Less than one-third of clinical trials used to guide the recent 2020 focused update to the National Heart Lung, and Blood Institute asthma management guidelines reported the racial/ethnic demographics of participants. Moreover, in the set of papers that did report these data, nearly three-quarters of participants identified as White.
The findings were presented during a poster session at the 2022 American Academy of Asthma, Allergy, and Immunology Annual Meeting, held February 25-28, in Phoenix, AZ, and virtually.
“Black/African American and Hispanic people in the United States are disproportionately impacted by asthma with increased prevalence, morbidity, and mortality,” the authors write in the study abstract.

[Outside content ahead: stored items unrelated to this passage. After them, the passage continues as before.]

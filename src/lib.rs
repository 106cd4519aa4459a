//! pkg-notary - macOS installer notarization hook
//!
//! This crate implements a build-pipeline hook that signs and notarizes
//! a macOS installer package (`.pkg`), then staples the notarization
//! ticket to it so the installer verifies offline. It runs once per
//! build, after all installer artifacts exist, against exactly one
//! artifact.

pub mod config;
pub mod hook;
pub mod notarize;
pub mod runner;
pub mod sign;
pub mod staple;

pub use config::{Credentials, EnvSnapshot, HookConfig, HookContext};
pub use hook::{run_hook, HookError, HookOutcome, SkipReason};
pub use notarize::{NotarizationInfo, NotarizationStatus, PollerConfig};
pub use runner::{SystemRunner, ToolRunner};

However, they stress, the same groups are frequently underrepresented in asthma clinical and translational research creating an additional impediment to health care equity.
To help illustrate another way these inequities are perpetuated, the research team, led by Esosa Adah, MD, of Children's Mercy Hospital, Kansas City, identified papers that described clinical trials included in the NHLBI asthma management focused update then determined the frequency (%) of papers that reported sample racial/ethnic demographics and the percentage of identified racial/ethnic groups among the studies, according to the study abstract.

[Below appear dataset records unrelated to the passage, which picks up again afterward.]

//! Hook orchestration
//!
//! Sequences the full pipeline for one build invocation: locate the
//! `.pkg` artifact, optionally product-sign it, submit it for
//! notarization, wait for the authority's verdict, and staple the
//! ticket. Stages run strictly in order; the first failure aborts the
//! rest. A set of guard conditions turns the whole hook into a logged
//! no-op instead of a build failure.

use std::fs;
use std::io;
use std::path::{Path, PathBuf};
use std::thread;

use crate::config::{HookConfig, HookContext};
use crate::notarize::{submit_package, wait_for_completion, PollError, PollerConfig, SubmitError};
use crate::runner::ToolRunner;
use crate::sign::{sign_pkg, SignError};
use crate::staple::{staple_pkg, StapleError};

/// Platform identifier for which the signed-package pipeline runs
const MACOS_PLATFORM: &str = "darwin";

/// Why a run ended without touching the artifact
#[derive(Debug, Clone, PartialEq, Eq)]
pub enum SkipReason {
    /// No `.pkg` artifact among the build outputs
    NoPackageArtifact,
    /// The build targets a platform other than macOS
    NotMacPlatform(String),
    /// Credentials absent or invalid; notarization is not configured
    NotarizationNotConfigured,
    /// Untrusted pull-request build without explicit opt-in
    PullRequestBuild,
    /// Non-release branch without explicit opt-in
    NonReleaseBranch(String),
}

impl std::fmt::Display for SkipReason {
    fn fmt(&self, f: &mut std::fmt::Formatter<'_>) -> std::fmt::Result {
        match self {
            Self::NoPackageArtifact => write!(f, "no .pkg artifact in this build"),
            Self::NotMacPlatform(p) => write!(f, "build platform is {p}, not {MACOS_PLATFORM}"),
            Self::NotarizationNotConfigured => write!(f, "notarization credentials not configured"),
            Self::PullRequestBuild => write!(f, "pull-request build without explicit opt-in"),
            Self::NonReleaseBranch(b) => {
                write!(f, "branch {b} is not a release branch and opt-in is not set")
            }
        }
    }
}

/// Result of a hook run that did not error
#[derive(Debug, Clone, PartialEq, Eq)]
pub enum HookOutcome {
    /// A guard condition held; nothing was done
    Skipped(SkipReason),
    /// The artifact was notarized and stapled
    Notarized {
        artifact: PathBuf,
        request_uuid: String,
    },
}

/// Aggregate pipeline error. Guard conditions and transient query
/// failures never appear here; everything else propagates unchanged.
#[derive(Debug, thiserror::Error)]
pub enum HookError {
    #[error("signing error: {0}")]
    Sign(#[from] SignError),

    #[error("submission error: {0}")]
    Submit(#[from] SubmitError),

    #[error("notarization error: {0}")]
    Notarization(#[from] PollError),

    #[error("stapling error: {0}")]
    Staple(#[from] StapleError),

    #[error("IO error: {0}")]
    Io(#[from] io::Error),
}

/// Sibling path with `suffix` appended to the file stem, same extension.
fn path_with_stem_suffix(path: &Path, suffix: &str) -> PathBuf {
    let stem = path
        .file_stem()
        .map(|s| s.to_string_lossy().into_owned())
        .unwrap_or_default();
    let name = match path.extension() {
        Some(ext) => format!("{}{}.{}", stem, suffix, ext.to_string_lossy()),
        None => format!("{}{}", stem, suffix),
    };
    path.with_file_name(name)
}

/// Run the sign/notarize/staple pipeline for one build invocation.
///
/// Returns `Ok(HookOutcome::Skipped)` for every guard condition; those
/// are configuration states, not failures. All stage errors propagate to
/// the caller, which surfaces them as a failed build step.
pub fn run_hook(
    ctx: &HookContext,
    config: &HookConfig,
    runner: &dyn ToolRunner,
    poller: &PollerConfig,
    verbose: bool,
) -> Result<HookOutcome, HookError> {
    let Some(pkg) = ctx.pkg_artifact() else {
        return Ok(skip(SkipReason::NoPackageArtifact));
    };
    let pkg = pkg.to_path_buf();

    if let Some(platform) = &ctx.electron_platform_name {
        if platform != MACOS_PLATFORM {
            return Ok(skip(SkipReason::NotMacPlatform(platform.clone())));
        }
    }

    let Some(creds) = &config.credentials else {
        if let Some(problem) = &config.credential_problem {
            eprintln!("Notarization credentials invalid: {problem}");
        }
        return Ok(skip(SkipReason::NotarizationNotConfigured));
    };

    if config.is_pull_request && !config.force_enabled {
        return Ok(skip(SkipReason::PullRequestBuild));
    }

    if !config.on_release_branch() && !config.force_enabled {
        let branch = config.ci_branch.clone().unwrap_or_default();
        return Ok(skip(SkipReason::NonReleaseBranch(branch)));
    }

    if let Some(identity) = &config.signing_identity {
        println!("Signing {}", pkg.display());

        let signed = path_with_stem_suffix(&pkg, "-signed");
        sign_pkg(runner, identity, &pkg, &signed)?;

        // Swap the signed file into the original path, keeping the
        // unsigned original under a -unsigned suffix. The two renames
        // are not atomic together; a crash between them leaves both
        // files present under distinct names.
        let unsigned = path_with_stem_suffix(&pkg, "-unsigned");
        fs::rename(&pkg, &unsigned)?;
        fs::rename(&signed, &pkg)?;
    }

    println!("Notarizing {}", pkg.display());
    let request = submit_package(runner, &pkg, &ctx.app_id, creds)?;
    println!(
        "Notarization request {} submitted, waiting for result",
        request.request_uuid
    );

    thread::sleep(poller.settle_delay);
    wait_for_completion(runner, &request.request_uuid, creds, poller, verbose)?;

    staple_pkg(runner, &pkg)?;
    println!("Notarized and stapled {}", pkg.display());

    Ok(HookOutcome::Notarized {
        artifact: pkg,
        request_uuid: request.request_uuid,
    })
}

fn skip(reason: SkipReason) -> HookOutcome {
    eprintln!("Skipping notarization: {reason}");
    HookOutcome::Skipped(reason)
}

#[cfg(test)]
mod tests {
    use super::*;

    #[test]
    fn test_path_with_stem_suffix() {
        assert_eq!(
            path_with_stem_suffix(Path::new("dist/App.pkg"), "-signed"),
            PathBuf::from("dist/App-signed.pkg")
        );
        assert_eq!(
            path_with_stem_suffix(Path::new("App.pkg"), "-unsigned"),
            PathBuf::from("App-unsigned.pkg")
        );
        assert_eq!(
            path_with_stem_suffix(Path::new("dist/noext"), "-signed"),
            PathBuf::from("dist/noext-signed")
        );
    }

    #[test]
    fn test_skip_reason_display() {
        assert_eq!(
            SkipReason::NotMacPlatform("win32".to_string()).to_string(),
            "build platform is win32, not darwin"
        );
    }
}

Among the 45 papers the team reviewed, only 36% (16/45) reported any racial demographics. They found that while the 6 trials conducted only in the US did include data on race/ethnicity, only 2 of those reported demographics for the group identified as White. When Adah et al analyzed the set of all the studies that did report race and ethnicity, 70.8% (n=31 675) of participants identified as White, 10.4% (n=4653) as Black, and 0.2% (n=91) as Hispanic. American Indian/Alaskan Native/Native Hawaiian/Pacific Islander was claimed by 2.6% of this group of studies and “other” was selected by 6.1%, the abstract states.
Study authors observed variations in demographic representation between US and non-US trials and also between pediatric-only and non-pediatric studies.
The authors reiterate that less than half the papers describing clinical trials of patients with or treated for asthma included information on racial/ethnic makeup of the study cohort. Among trials in which the data were reported, White participants were generally overrepresented and Black and Hispanic populations were underrepresented. They state: “Intentional inclusion efforts are needed to increase the racial/ethnic diversity of trials informing national asthma guidelines. These factors should also be considered when developing such guidelines.”
Reference: Adah E, Jones B, Staggs V. The racial and ethnic makeup of the asthma clinical trials informing Racial and Ethnic Makeup of the Asthma Clinical Trials informing the 2020 NHLBI asthma guidelines update. J All Clin Immunol. 2022;149(suppl). Abstract 266.